If a line in the records below contains the word "Clone", return that line.

+ + + + + + +

//! PID Controller implementation
//!
//! A standard PID (Proportional-Integral-Derivative) controller with
//! integral windup protection, used per attitude axis by the offset
//! distributor.

use serde::{Deserialize, Serialize};

/// PID controller configuration
#[derive(Debug, Clone, Copy, Serialize, Deserialize)]
pub struct PidConfig {
    /// Proportional gain
    pub kp: f64,
    /// Integral gain
    pub ki: f64,
    /// Derivative gain
    pub kd: f64,
    /// Integral windup limit (magnitude of the accumulated integral)
    pub integral_limit: f64,
}

impl Default for PidConfig {
    fn default() -> Self {
        Self {
            kp: 1.0,
            ki: 0.0,
            kd: 0.0,
            integral_limit: 1.0,
        }
    }
}

impl PidConfig {
    /// Create a new PID config with given gains
    pub fn new(kp: f64, ki: f64, kd: f64) -> Self {
        Self {
            kp,
            ki,
            kd,
            ..Default::default()
        }
    }

    /// Set the integral windup limit
    pub fn with_integral_limit(mut self, limit: f64) -> Self {
        self.integral_limit = limit;
        self
    }

    /// Create a P-only controller
    pub fn p(kp: f64) -> Self {
        Self::new(kp, 0.0, 0.0)
    }
}

/// PID controller internal state
#[derive(Debug, Clone, Copy, Default, Serialize, Deserialize)]
pub struct PidState {
    /// Accumulated integral term
    pub integral: f64,
    /// Previous error for derivative calculation
    pub prev_error: f64,
    /// Output of the most recent compute call
    pub last_output: f64,
}

/// PID controller
///
/// The integral is clamped to ±`integral_limit` after every update, and
/// the derivative term is suppressed when the time step is not positive,
/// so a stalled clock never produces an infinite correction.
///
/// # Example
/// ```
/// use stance_core::control::{Pid, PidConfig};
///
/// let config = PidConfig::new(0.02, 0.001, 0.05).with_integral_limit(1.0);
/// let mut pid = Pid::new(config);
///
/// // Setpoint 0 (level), measured pitch 5 degrees
/// let output = pid.compute(0.0, 5.0, 0.001);
/// assert!(output < 0.0);
/// ```
#[derive(Debug, Clone, Copy)]
pub struct Pid {
    config: PidConfig,
    state: PidState,
}

impl Pid {
    /// Create a new PID controller with the given configuration
    pub fn new(config: PidConfig) -> Self {
        Self {
            config,
            state: PidState::default(),
        }
    }

    /// Create a simple P controller
    pub fn p(kp: f64) -> Self {
        Self::new(PidConfig::p(kp))
    }

    /// Compute the control output for a new measurement
    ///
    /// # Arguments
    /// * `setpoint` - Desired value
    /// * `measured` - Current measured value
    /// * `dt` - Time step in seconds
    #[inline]
    pub fn compute(&mut self, setpoint: f64, measured: f64, dt: f64) -> f64 {
        let error = setpoint - measured;

        let p_term = self.config.kp * error;

        // Integral term with windup protection (FMA)
        self.state.integral = error.mul_add(dt, self.state.integral);
        self.state.integral = self
            .state
            .integral
            .clamp(-self.config.integral_limit, self.config.integral_limit);
        let i_term = self.config.ki * self.state.integral;

        // Derivative only with a valid time step
        let d_term = if dt > 0.0 {
            self.config.kd * (error - self.state.prev_error) / dt
        } else {
            0.0
        };

        let output = p_term + i_term + d_term;

        self.state.prev_error = error;
        self.state.last_output = output;

        output
    }

    /// Reset the controller state, leaving the gains in place
    pub fn reset(&mut self) {
        self.state = PidState::default();
    }

    /// Output of the most recent compute call
    pub fn last_output(&self) -> f64 {
        self.state.last_output
    }

    /// Get the current state
    pub fn state(&self) -> &PidState {
        &self.state
    }

    /// Get the configuration
    pub fn config(&self) -> &PidConfig {
        &self.config
    }

    /// Replace the gains and windup limit, keeping the accumulated state
    ///
    /// A lowered limit takes effect on the next `compute`, which re-clamps
    /// the integral.
    pub fn set_params(&mut self, kp: f64, ki: f64, kd: f64, integral_limit: f64) {
        self.config.kp = kp;
        self.config.ki = ki;
        self.config.kd = kd;
        self.config.integral_limit = integral_limit;
    }
}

+ + + + + + +

[Answer for this exercise]
#[derive(Debug, Clone, Copy, Serialize, Deserialize)]
#[derive(Debug, Clone, Copy, Default, Serialize, Deserialize)]
#[derive(Debug, Clone, Copy)]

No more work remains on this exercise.